Putusan kasasi ini membuat drama sengketa pilkada ini semakin seru. Publik Kota Makassar terutama para pendukung DIAmi langsung protes dengan berunjuk rasa ke PT TUN, KPU, dan DPRD Kota Makassar selama berhari-hari. Selain itu, aksi unjuk rasa juga terlihat di anjungan Pantai Losari, serta simpang jembatan layang di ujung jalan Tol Reformasi. Pengamatan Kompas yang berkunjung ke Makassar pertengahan April lalu, unjuk rasa yang melibatkan warga disertai aksi bakar ban ini memicu terjadinya kemacetan lalu lintas.

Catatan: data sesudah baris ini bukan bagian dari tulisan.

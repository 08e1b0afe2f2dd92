//! The slice of the OpenGL API that the renderer actually talks to.
//!
//! [`glow`] already hides the raw function pointers behind
//! [`glow::HasContext`], but that trait is enormous. [`Gl`] narrows it down to
//! the handful of calls this app makes so that everything above it can be
//! driven by a recording fake in tests.

use std::fmt::Debug;

use glow::HasContext;

/// The OpenGL calls the app makes. Signatures mirror [`glow::HasContext`],
/// including its `u32` enum constants (`glow::TRIANGLES` and friends).
///
/// # Safety
///
/// Every method issues a raw GL call. The context that produced `self` must
/// be current on the calling thread, and every handle passed in must have
/// been created by that same context and not yet deleted.
pub trait Gl {
    type Shader: Copy + Debug + PartialEq;
    type Program: Copy + Debug + PartialEq;
    type Buffer: Copy + Debug + PartialEq;
    type VertexArray: Copy + Debug + PartialEq;

    unsafe fn create_shader(&self, shader_type: u32) -> Result<Self::Shader, String>;
    unsafe fn shader_source(&self, shader: Self::Shader, source: &str);
    unsafe fn compile_shader(&self, shader: Self::Shader);
    unsafe fn get_shader_compile_status(&self, shader: Self::Shader) -> bool;
    unsafe fn get_shader_info_log(&self, shader: Self::Shader) -> String;
    unsafe fn delete_shader(&self, shader: Self::Shader);

    unsafe fn create_program(&self) -> Result<Self::Program, String>;
    unsafe fn attach_shader(&self, program: Self::Program, shader: Self::Shader);
    unsafe fn detach_shader(&self, program: Self::Program, shader: Self::Shader);
    unsafe fn link_program(&self, program: Self::Program);
    unsafe fn get_program_link_status(&self, program: Self::Program) -> bool;
    unsafe fn get_program_info_log(&self, program: Self::Program) -> String;
    unsafe fn use_program(&self, program: Option<Self::Program>);
    unsafe fn delete_program(&self, program: Self::Program);

    unsafe fn create_vertex_array(&self) -> Result<Self::VertexArray, String>;
    unsafe fn bind_vertex_array(&self, vertex_array: Option<Self::VertexArray>);
    unsafe fn delete_vertex_array(&self, vertex_array: Self::VertexArray);

    unsafe fn create_buffer(&self) -> Result<Self::Buffer, String>;
    unsafe fn bind_buffer(&self, target: u32, buffer: Option<Self::Buffer>);
    unsafe fn buffer_data_u8_slice(&self, target: u32, data: &[u8], usage: u32);
    unsafe fn delete_buffer(&self, buffer: Self::Buffer);

    unsafe fn vertex_attrib_pointer_f32(
        &self,
        index: u32,
        size: i32,
        data_type: u32,
        normalized: bool,
        stride: i32,
        offset: i32,
    );
    unsafe fn enable_vertex_attrib_array(&self, index: u32);

    unsafe fn clear_color(&self, red: f32, green: f32, blue: f32, alpha: f32);
    unsafe fn clear(&self, mask: u32);
    unsafe fn draw_arrays(&self, mode: u32, first: i32, count: i32);
    unsafe fn viewport(&self, x: i32, y: i32, width: i32, height: i32);
}

impl Gl for glow::Context {
    type Shader = <glow::Context as HasContext>::Shader;
    type Program = <glow::Context as HasContext>::Program;
    type Buffer = <glow::Context as HasContext>::Buffer;
    type VertexArray = <glow::Context as HasContext>::VertexArray;

    unsafe fn create_shader(&self, shader_type: u32) -> Result<Self::Shader, String> {
        HasContext::create_shader(self, shader_type)
    }

    unsafe fn shader_source(&self, shader: Self::Shader, source: &str) {
        HasContext::shader_source(self, shader, source)
    }

    unsafe fn compile_shader(&self, shader: Self::Shader) {
        HasContext::compile_shader(self, shader)
    }

    unsafe fn get_shader_compile_status(&self, shader: Self::Shader) -> bool {
        HasContext::get_shader_compile_status(self, shader)
    }

    unsafe fn get_shader_info_log(&self, shader: Self::Shader) -> String {
        HasContext::get_shader_info_log(self, shader)
    }

    unsafe fn delete_shader(&self, shader: Self::Shader) {
        HasContext::delete_shader(self, shader)
    }

    unsafe fn create_program(&self) -> Result<Self::Program, String> {
        HasContext::create_program(self)
    }

    unsafe fn attach_shader(&self, program: Self::Program, shader: Self::Shader) {
        HasContext::attach_shader(self, program, shader)
    }

    unsafe fn detach_shader(&self, program: Self::Program, shader: Self::Shader) {
        HasContext::detach_shader(self, program, shader)
    }

    unsafe fn link_program(&self, program: Self::Program) {
        HasContext::link_program(self, program)
    }

    unsafe fn get_program_link_status(&self, program: Self::Program) -> bool {
        HasContext::get_program_link_status(self, program)
    }

    unsafe fn get_program_info_log(&self, program: Self::Program) -> String {
        HasContext::get_program_info_log(self, program)
    }

    unsafe fn use_program(&self, program: Option<Self::Program>) {
        HasContext::use_program(self, program)
    }

    unsafe fn delete_program(&self, program: Self::Program) {
        HasContext::delete_program(self, program)
    }

    unsafe fn create_vertex_array(&self) -> Result<Self::VertexArray, String> {
        HasContext::create_vertex_array(self)
    }

    unsafe fn bind_vertex_array(&self, vertex_array: Option<Self::VertexArray>) {
        HasContext::bind_vertex_array(self, vertex_array)
    }

    unsafe fn delete_vertex_array(&self, vertex_array: Self::VertexArray) {
        HasContext::delete_vertex_array(self, vertex_array)
    }

    unsafe fn create_buffer(&self) -> Result<Self::Buffer, String> {
        HasContext::create_buffer(self)
    }

    unsafe fn bind_buffer(&self, target: u32, buffer: Option<Self::Buffer>) {
        HasContext::bind_buffer(self, target, buffer)
    }

    unsafe fn buffer_data_u8_slice(&self, target: u32, data: &[u8], usage: u32) {
        HasContext::buffer_data_u8_slice(self, target, data, usage)
    }

    unsafe fn delete_buffer(&self, buffer: Self::Buffer) {
        HasContext::delete_buffer(self, buffer)
    }

    unsafe fn vertex_attrib_pointer_f32(
        &self,
        index: u32,
        size: i32,
        data_type: u32,
        normalized: bool,
        stride: i32,
        offset: i32,
    ) {
        HasContext::vertex_attrib_pointer_f32(
            self, index, size, data_type, normalized, stride, offset,
        )
    }

    unsafe fn enable_vertex_attrib_array(&self, index: u32) {
        HasContext::enable_vertex_attrib_array(self, index)
    }

    unsafe fn clear_color(&self, red: f32, green: f32, blue: f32, alpha: f32) {
        HasContext::clear_color(self, red, green, blue, alpha)
    }

    unsafe fn clear(&self, mask: u32) {
        HasContext::clear(self, mask)
    }

    unsafe fn draw_arrays(&self, mode: u32, first: i32, count: i32) {
        HasContext::draw_arrays(self, mode, first, count)
    }

    unsafe fn viewport(&self, x: i32, y: i32, width: i32, height: i32) {
        HasContext::viewport(self, x, y, width, height)
    }
}
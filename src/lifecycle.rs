//! Drives the app from start to finish.

use tracing::{debug, info};

use crate::{
    app::{App, AppError},
    config::Config,
    model::load_models,
    platform::{Window, WindowSystem},
};

/// Start the window system, open a window, set up the GL objects, run frames
/// until the window closes, then tear everything down again.
///
/// No GL call is made unless the window system, the window and the GL entry
/// points all came up.
#[tracing::instrument(level = "DEBUG", name = "lifecycle::run", skip_all)]
pub fn run<S: WindowSystem>(mut system: S, config: &Config) -> Result<(), AppError> {
    let models = load_models();

    debug!("Initializing window system");
    system.init()?;

    let mut window = system.create_window(&config.window)?;

    debug!("Loading GL entry points");
    let gl = window.load_gl()?;

    info!("Initializing app");
    // SAFETY: `window` made its context current on this thread when it was
    // created, and keeps it alive until `terminate` below.
    let mut app = unsafe { App::create(gl, models, config)? };

    info!("Running frame loop");
    unsafe { app.run(&mut window) };

    info!("Destroying app");
    unsafe { app.destroy() };

    window.terminate();

    Ok(())
}
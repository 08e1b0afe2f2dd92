//! The windowing layer: creating a window with a GL context, reading input,
//! presenting frames.
//!
//! The rest of the app only sees the [`WindowSystem`] and [`Window`] traits.
//! [`desktop`] implements them on top of winit and glutin.

pub mod desktop;

use thiserror::Error;
use winit::event::VirtualKeyCode;

use crate::{config::WindowConfig, renderer::gl::Gl};

/// Failures that stop the app before it can draw anything.
#[derive(Debug, Error)]
pub enum InitError {
    #[error("window system init error: {0}")]
    WindowSystem(String),

    #[error("window creation error: {0}")]
    WindowCreation(String),

    #[error("could not make the GL context current: {0}")]
    MakeCurrent(String),

    #[error("GL loader error: entry point `{0}` could not be resolved")]
    MissingEntryPoint(&'static str),
}

/// Presenting a frame failed. The frame loop logs these and carries on.
#[derive(Debug, Error)]
#[error("could not present frame: {0}")]
pub struct PresentError(pub String);

/// Things that happened to the window since the last poll.
#[derive(Clone, Copy, Debug, PartialEq, Eq)]
pub enum PlatformEvent {
    /// The drawable area changed size, in physical pixels.
    FramebufferResized { width: u32, height: u32 },
}

/// Entry points that must resolve before the GL context is considered usable.
///
/// The check is best-effort: some loaders (GLX in particular) hand back a
/// non-null pointer for any name.
pub const REQUIRED_ENTRY_POINTS: &[&str] = &[
    "glGetString",
    "glCreateShader",
    "glCreateProgram",
    "glLinkProgram",
    "glGenVertexArrays",
    "glGenBuffers",
    "glBufferData",
    "glVertexAttribPointer",
    "glDrawArrays",
    "glClear",
    "glViewport",
];

/// A windowing library, before any window exists.
pub trait WindowSystem {
    type Window: Window;

    /// Bring up the windowing library itself.
    fn init(&mut self) -> Result<(), InitError>;

    /// Open a window and make its GL context current on this thread.
    fn create_window(&mut self, config: &WindowConfig) -> Result<Self::Window, InitError>;
}

/// An open window with a current GL context.
pub trait Window {
    type Gl: Gl;

    /// Resolve the GL entry points through the window's context.
    fn load_gl(&mut self) -> Result<Self::Gl, InitError>;

    /// Whether `key` is currently held down.
    fn key_pressed(&self, key: VirtualKeyCode) -> bool;

    fn should_close(&self) -> bool;

    fn set_should_close(&mut self, value: bool);

    /// Present the frame that was just drawn.
    fn swap_buffers(&mut self) -> Result<(), PresentError>;

    /// Process pending window-system events without blocking, returning the
    /// ones the renderer has to react to.
    fn poll_events(&mut self) -> Vec<PlatformEvent>;

    /// Close the window and release the windowing library's resources.
    fn terminate(self);
}
//! Notification interaction routing.
//!
//! Resolution is two lookup tables. A click on an action button goes
//! through [`ACTION_TABLE`]; a click on the notification body goes through
//! [`TYPE_TABLE`] keyed on `data.type`. Both have a fallback so every
//! (action, type) pair resolves to a target or an explicit dismissal.

use std::sync::Arc;

use tracing::{debug, info, warn};
use url::Url;

use crate::clients::{ClientHost, ClientMatchOptions, ClientType};
use crate::push::{NotificationData, NotificationDescriptor};

/// Order list path; an order id is appended for the detail page.
pub const ORDERS_PATH: &str = "/pressing/orders";

/// A user interaction with a rendered notification.
#[derive(Debug, Clone, PartialEq, Eq)]
pub struct InteractionEvent {
    /// Tag of the notification the user acted on.
    pub tag: String,
    /// Action button id, `None` for a click on the notification itself.
    pub action: Option<String>,
    pub data: NotificationData,
}

impl InteractionEvent {
    pub fn new(tag: impl Into<String>, action: Option<String>, data: NotificationData) -> Self {
        // Hosts report a body click as an empty action id.
        let action = action.filter(|a| !a.is_empty());
        Self {
            tag: tag.into(),
            action,
            data,
        }
    }

    pub fn from_descriptor(descriptor: &NotificationDescriptor, action: Option<String>) -> Self {
        Self::new(descriptor.tag.clone(), action, descriptor.data.clone())
    }
}

/// Where an interaction leads.
#[derive(Debug, Clone, PartialEq, Eq)]
pub enum Navigation {
    /// Navigate to this path or URL, relative to the agent's origin.
    Navigate(String),
    /// Close without navigating.
    Dismiss,
}

/// What the router did with an interaction.
#[derive(Debug, Clone, PartialEq, Eq)]
pub enum RouteOutcome {
    Dismissed,
    /// An existing window was navigated and focused.
    Focused { client_id: String, url: Url },
    /// A new window was opened.
    Opened { client_id: String, url: Url },
    /// Client enumeration or focus failed; nothing was navigated.
    Abandoned,
}

#[derive(Debug, Clone, Copy, PartialEq, Eq)]
enum Target {
    /// `data.url`, or the root.
    DataUrl,
    /// Order detail when `data.orderId` is set, order list otherwise.
    Orders,
    /// Order detail for a new order with an id, `data.url` otherwise.
    AcceptOrder,
    Section(&'static str),
    Dismiss,
}

const ACTION_TABLE: &[(&str, Target)] = &[
    ("view", Target::DataUrl),
    ("accept", Target::AcceptOrder),
    ("dismiss", Target::Dismiss),
];
const ACTION_FALLBACK: Target = Target::DataUrl;

const TYPE_TABLE: &[(&str, Target)] = &[
    ("new_order", Target::Orders),
    ("order_status_update", Target::Orders),
    ("payment_received", Target::Section("/pressing/payments")),
    ("new_review", Target::Section("/pressing/reviews")),
    ("promotion_alert", Target::Section("/promotions")),
];
const TYPE_FALLBACK: Target = Target::Section("/");

fn lookup(table: &[(&str, Target)], key: Option<&str>, fallback: Target) -> Target {
    key.and_then(|key| table.iter().find(|(k, _)| *k == key).map(|(_, t)| *t))
        .unwrap_or(fallback)
}

fn order_detail(data: &NotificationData) -> Option<String> {
    data.order_id
        .as_deref()
        .map(|id| format!("{}/{}", ORDERS_PATH, id))
}

impl Target {
    fn apply(self, data: &NotificationData) -> Navigation {
        let path = match self {
            Target::Dismiss => return Navigation::Dismiss,
            Target::DataUrl => data.url.clone().unwrap_or_else(|| "/".to_string()),
            Target::Orders => order_detail(data).unwrap_or_else(|| ORDERS_PATH.to_string()),
            Target::AcceptOrder if data.kind.as_deref() == Some("new_order") => {
                match order_detail(data) {
                    Some(path) => path,
                    None => return Target::DataUrl.apply(data),
                }
            }
            Target::AcceptOrder => return Target::DataUrl.apply(data),
            Target::Section(path) => path.to_string(),
        };
        Navigation::Navigate(path)
    }
}

/// Resolve an interaction without touching any window.
pub fn resolve(event: &InteractionEvent) -> Navigation {
    let target = match event.action.as_deref() {
        Some(action) => lookup(ACTION_TABLE, Some(action), ACTION_FALLBACK),
        None => lookup(TYPE_TABLE, event.data.kind.as_deref(), TYPE_FALLBACK),
    };
    target.apply(&event.data)
}

/// Routes interactions to a window on the agent's origin.
#[derive(Clone)]
pub struct InteractionRouter {
    origin: Url,
    clients: Arc<dyn ClientHost>,
}

impl InteractionRouter {
    pub fn new(origin: Url, clients: Arc<dyn ClientHost>) -> Self {
        Self { origin, clients }
    }

    /// Resolve `event` and bring a window to the target. Never fails:
    /// client errors are logged and the attempt is abandoned.
    pub async fn route(&self, event: &InteractionEvent) -> RouteOutcome {
        let path = match resolve(event) {
            Navigation::Dismiss => {
                debug!(tag = %event.tag, "Notification dismissed by action");
                return RouteOutcome::Dismissed;
            }
            Navigation::Navigate(path) => path,
        };

        let url = match self.origin.join(&path) {
            Ok(url) => url,
            Err(e) => {
                warn!(target_path = %path, error = %e, "Unresolvable navigation target");
                return RouteOutcome::Abandoned;
            }
        };

        let windows = match self
            .clients
            .match_all(ClientMatchOptions {
                include_uncontrolled: true,
                client_type: ClientType::Window,
            })
            .await
        {
            Ok(windows) => windows,
            Err(e) => {
                warn!(error = %e, "Client enumeration failed");
                return RouteOutcome::Abandoned;
            }
        };

        if let Some(window) = windows.iter().find(|c| c.same_origin(&self.origin)) {
            let focused = match self.clients.navigate(&window.id, &url).await {
                Ok(client) => self.clients.focus(&client.id).await,
                Err(e) => Err(e),
            };
            return match focused {
                Ok(client) => {
                    info!(client = %client.id, url = %url, "Focused existing window");
                    RouteOutcome::Focused {
                        client_id: client.id,
                        url,
                    }
                }
                Err(e) => {
                    warn!(client = %window.id, error = %e, "Could not focus window");
                    RouteOutcome::Abandoned
                }
            };
        }

        match self.clients.open_window(&url).await {
            Ok(client) => {
                info!(client = %client.id, url = %url, "Opened new window");
                RouteOutcome::Opened {
                    client_id: client.id,
                    url,
                }
            }
            Err(e) => {
                warn!(url = %url, error = %e, "Could not open window");
                RouteOutcome::Abandoned
            }
        }
    }
}

/// Close telemetry: reports whether a close was recorded.
pub fn record_close(event: &InteractionEvent) -> bool {
    if !event.data.track_close {
        return false;
    }
    info!(
        tag = %event.tag,
        kind = event.data.kind.as_deref().unwrap_or("unknown"),
        "Notification closed without interaction"
    );
    true
}

#[cfg(test)]
mod tests {
    use super::*;
    use async_trait::async_trait;

    use crate::clients::{Client, Clients};
    use crate::error::ClientError;

    fn data(kind: Option<&str>, order_id: Option<&str>, url: Option<&str>) -> NotificationData {
        NotificationData {
            kind: kind.map(String::from),
            order_id: order_id.map(String::from),
            url: url.map(String::from),
            ..Default::default()
        }
    }

    fn event(action: Option<&str>, data: NotificationData) -> InteractionEvent {
        InteractionEvent::new("t", action.map(String::from), data)
    }

    fn nav(path: &str) -> Navigation {
        Navigation::Navigate(path.to_string())
    }

    #[test]
    fn test_type_table() {
        let cases = [
            (data(Some("new_order"), Some("123"), None), "/pressing/orders/123"),
            (data(Some("new_order"), None, None), "/pressing/orders"),
            (data(Some("order_status_update"), Some("9"), None), "/pressing/orders/9"),
            (data(Some("order_status_update"), None, None), "/pressing/orders"),
            (data(Some("payment_received"), None, None), "/pressing/payments"),
            (data(Some("new_review"), None, None), "/pressing/reviews"),
            (data(Some("promotion_alert"), None, Some("/ignored")), "/promotions"),
            (data(Some("something_else"), None, None), "/"),
            (data(None, None, None), "/"),
        ];
        for (data, expected) in cases {
            assert_eq!(resolve(&event(None, data.clone())), nav(expected), "{:?}", data);
        }
    }

    #[test]
    fn test_action_table() {
        let with_url = data(Some("payment_received"), None, Some("/pressing/payments/7"));
        assert_eq!(resolve(&event(Some("view"), with_url.clone())), nav("/pressing/payments/7"));
        assert_eq!(resolve(&event(Some("view"), data(None, None, None))), nav("/"));
        assert_eq!(resolve(&event(Some("dismiss"), with_url.clone())), Navigation::Dismiss);
        assert_eq!(resolve(&event(Some("snooze"), with_url)), nav("/pressing/payments/7"));

        let order = data(Some("new_order"), Some("42"), Some("/elsewhere"));
        assert_eq!(resolve(&event(Some("accept"), order)), nav("/pressing/orders/42"));

        // accept outside a new order with an id falls back to data.url
        let no_id = data(Some("new_order"), None, Some("/pressing/orders"));
        assert_eq!(resolve(&event(Some("accept"), no_id)), nav("/pressing/orders"));
        let other = data(Some("new_review"), Some("42"), None);
        assert_eq!(resolve(&event(Some("accept"), other)), nav("/"));
    }

    #[test]
    fn test_every_pair_resolves() {
        let actions = [Some("view"), Some("accept"), Some("dismiss"), Some("other"), None];
        let kinds = [
            Some("new_order"),
            Some("order_status_update"),
            Some("payment_received"),
            Some("new_review"),
            Some("promotion_alert"),
            Some("unknown"),
            None,
        ];
        for action in actions {
            for kind in kinds {
                for order_id in [None, Some("1")] {
                    let result = resolve(&event(action, data(kind, order_id, None)));
                    match result {
                        Navigation::Dismiss => assert_eq!(action, Some("dismiss")),
                        Navigation::Navigate(path) => assert!(path.starts_with('/')),
                    }
                }
            }
        }
    }

    #[test]
    fn test_empty_action_is_body_click() {
        let e = InteractionEvent::new("t", Some(String::new()), data(Some("new_review"), None, None));
        assert_eq!(e.action, None);
        assert_eq!(resolve(&e), nav("/pressing/reviews"));
    }

    fn origin() -> Url {
        Url::parse("http://localhost:3000/").unwrap()
    }

    #[tokio::test]
    async fn test_focuses_existing_same_origin_window() {
        let clients = Arc::new(Clients::new());
        clients
            .add(Client::window("other", Url::parse("https://elsewhere.test/").unwrap()))
            .await;
        clients
            .add(Client::window("home", Url::parse("http://localhost:3000/dashboard").unwrap()))
            .await;

        let router = InteractionRouter::new(origin(), clients.clone());
        let outcome = router
            .route(&event(None, data(Some("new_order"), Some("123"), None)))
            .await;

        let expected = Url::parse("http://localhost:3000/pressing/orders/123").unwrap();
        assert_eq!(
            outcome,
            RouteOutcome::Focused {
                client_id: "home".into(),
                url: expected.clone()
            }
        );
        let home = clients.get("home").await.unwrap();
        assert!(home.focused);
        assert_eq!(home.url, expected);
        assert!(!clients.get("other").await.unwrap().focused);
    }

    #[tokio::test]
    async fn test_opens_window_when_none_match() {
        let clients = Arc::new(Clients::new());
        let router = InteractionRouter::new(origin(), clients.clone());

        let outcome = router
            .route(&event(None, data(Some("payment_received"), None, None)))
            .await;

        match outcome {
            RouteOutcome::Opened { client_id, url } => {
                assert_eq!(url.as_str(), "http://localhost:3000/pressing/payments");
                assert!(clients.get(&client_id).await.unwrap().focused);
            }
            other => panic!("expected a new window, got {:?}", other),
        }
    }

    #[tokio::test]
    async fn test_dismiss_touches_no_window() {
        let clients = Arc::new(Clients::new());
        let router = InteractionRouter::new(origin(), clients.clone());

        let outcome = router.route(&event(Some("dismiss"), data(None, None, None))).await;
        assert_eq!(outcome, RouteOutcome::Dismissed);
        assert_eq!(clients.len().await, 0);
    }

    struct BrokenHost;

    #[async_trait]
    impl ClientHost for BrokenHost {
        async fn match_all(&self, _: ClientMatchOptions) -> Result<Vec<Client>, ClientError> {
            Err(ClientError::Unavailable("host gone".into()))
        }
        async fn navigate(&self, id: &str, _: &Url) -> Result<Client, ClientError> {
            Err(ClientError::NotFound(id.into()))
        }
        async fn focus(&self, id: &str) -> Result<Client, ClientError> {
            Err(ClientError::NotFound(id.into()))
        }
        async fn open_window(&self, _: &Url) -> Result<Client, ClientError> {
            Err(ClientError::Unavailable("host gone".into()))
        }
        async fn claim(&self, _: &str) -> Result<usize, ClientError> {
            Ok(0)
        }
    }

    #[tokio::test]
    async fn test_client_failure_is_abandoned() {
        let router = InteractionRouter::new(origin(), Arc::new(BrokenHost));
        let outcome = router.route(&event(Some("view"), data(None, None, None))).await;
        assert_eq!(outcome, RouteOutcome::Abandoned);
    }

    #[test]
    fn test_record_close() {
        let mut tracked = data(Some("new_order"), None, None);
        assert!(!record_close(&event(None, tracked.clone())));
        tracked.track_close = true;
        assert!(record_close(&event(None, tracked)));
    }
}
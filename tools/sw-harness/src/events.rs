//! JSON-lines event input.
//!
//! One object per line, discriminated by `kind`:
//!
//! ```text
//! {"kind":"fetch","url":"/api/orders","destination":"image"}
//! {"kind":"push","payload":{"type":"new_order","orderId":"123"}}
//! {"kind":"click","tag":"order-123","action":"view","data":{"url":"/pressing/orders"}}
//! {"kind":"close","tag":"promo","data":{"trackClose":true}}
//! {"kind":"message","type":"GET_VERSION"}
//! {"kind":"sync","tag":"outbox"}
//! ```

use http::Method;
use pressing_sw::{AgentConfig, AgentEvent, Destination, NotificationData, PushPayload, Request};
use serde::Deserialize;
use serde_json::{Map, Value as JsonValue};
use thiserror::Error;

/// Errors turning a line into an event.
#[derive(Error, Debug)]
pub enum EventError {
    #[error("Malformed event: {0}")]
    Malformed(#[from] serde_json::Error),

    #[error("Bad URL {url}: {reason}")]
    BadUrl { url: String, reason: String },

    #[error("Bad method: {0}")]
    BadMethod(String),
}

/// An event as written in the input file.
#[derive(Debug, Deserialize)]
#[serde(tag = "kind", rename_all = "snake_case")]
pub enum HarnessEvent {
    Fetch {
        url: String,
        #[serde(default)]
        destination: Destination,
        #[serde(default)]
        method: Option<String>,
    },
    Push {
        #[serde(default)]
        payload: Option<JsonValue>,
    },
    Click {
        #[serde(default)]
        tag: Option<String>,
        #[serde(default)]
        action: Option<String>,
        #[serde(default)]
        data: NotificationData,
    },
    Close {
        #[serde(default)]
        tag: Option<String>,
        #[serde(default)]
        data: NotificationData,
    },
    Message {
        #[serde(flatten)]
        message: Map<String, JsonValue>,
    },
    Sync {
        #[serde(default)]
        tag: Option<String>,
    },
}

impl HarnessEvent {
    pub fn parse(line: &str) -> Result<Self, EventError> {
        Ok(serde_json::from_str(line)?)
    }

    /// Build the agent event; relative URLs resolve against the app origin.
    pub fn into_agent_event(self, config: &AgentConfig) -> Result<AgentEvent, EventError> {
        let default_tag = || config.notification.tag.clone();

        Ok(match self {
            HarnessEvent::Fetch {
                url,
                destination,
                method,
            } => {
                let resolved = config.resolve(&url).map_err(|e| EventError::BadUrl {
                    url: url.clone(),
                    reason: e.to_string(),
                })?;
                let mut request = Request::get(resolved).destination(destination);
                if let Some(method) = method {
                    request.method = Method::from_bytes(method.to_ascii_uppercase().as_bytes())
                        .map_err(|_| EventError::BadMethod(method))?;
                }
                AgentEvent::Fetch {
                    request,
                    respond_to: None,
                }
            }
            HarnessEvent::Push { payload } => AgentEvent::Push {
                payload: match payload {
                    None | Some(JsonValue::Null) => PushPayload::empty(),
                    Some(JsonValue::String(text)) => PushPayload::from_text(&text),
                    Some(other) => PushPayload::from_text(&other.to_string()),
                },
            },
            HarnessEvent::Click { tag, action, data } => AgentEvent::NotificationClick {
                tag: tag.unwrap_or_else(default_tag),
                action,
                data,
            },
            HarnessEvent::Close { tag, data } => AgentEvent::NotificationClose {
                tag: tag.unwrap_or_else(default_tag),
                data,
            },
            HarnessEvent::Message { message } => AgentEvent::Message {
                message: JsonValue::Object(message),
                reply_to: None,
            },
            HarnessEvent::Sync { tag } => AgentEvent::Sync {
                tag: tag.unwrap_or_default(),
            },
        })
    }
}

Drama politik ini semakin runyam bagi pasangan DIAmi ketika KPU Makassar memutuskan untuk menjalankan putusan kasasi MA pada 27 April. Pasangan Dany Pomanto – Indira yang maju melalui jalur perseorangan ini dianulir kepesertaannya dalam Pilwalkot Makassar 2018. Selanjutnya, KPU menetapkan pasangan Munafri – Rachmatika sebagai calon tunggal.
Otomatis, sesuai dengan UU No. 10 tahun 2016 tentang Pilkada, pemilihan kepala daerah dengan satu paslon harus melawan kolom kosong. Penetapan ini menjadikan Kota Makassar sebagai salah satu dari 16 daerah yang menyelenggarakan pilkada dengan kotak kosong pada 27 Juni 2018.
Kini, pasangan Appi-Cicu meminta MK agar menyatakan pasangan tersebut sebagai pemenang. Alasannya, kemenangan kotak kosong di Makassar sarat dengan pelanggaran dan kecurangan penyelenggaraan pilkada. Appi - Cicu mempersoalkan keterlibatan pasangan Danny-Indira yang dianggap turut mengampanyekan kemenangan kotak kosong.
Di lain pihak, pasangan Danny (Ramdhan) Pomanto-Indira meminta MK agar mengulang pilkada dengan hanya menyertakan Danny Pomanto- Indira sebagai kontestan melawan kotak kosong, karena Appi – Cicu terbukti tidak diinginkan oleh rakyat (kompas.id, 28/07). (M. PUTERI ROSALINA/LITBANG KOMPAS) (Bersambung)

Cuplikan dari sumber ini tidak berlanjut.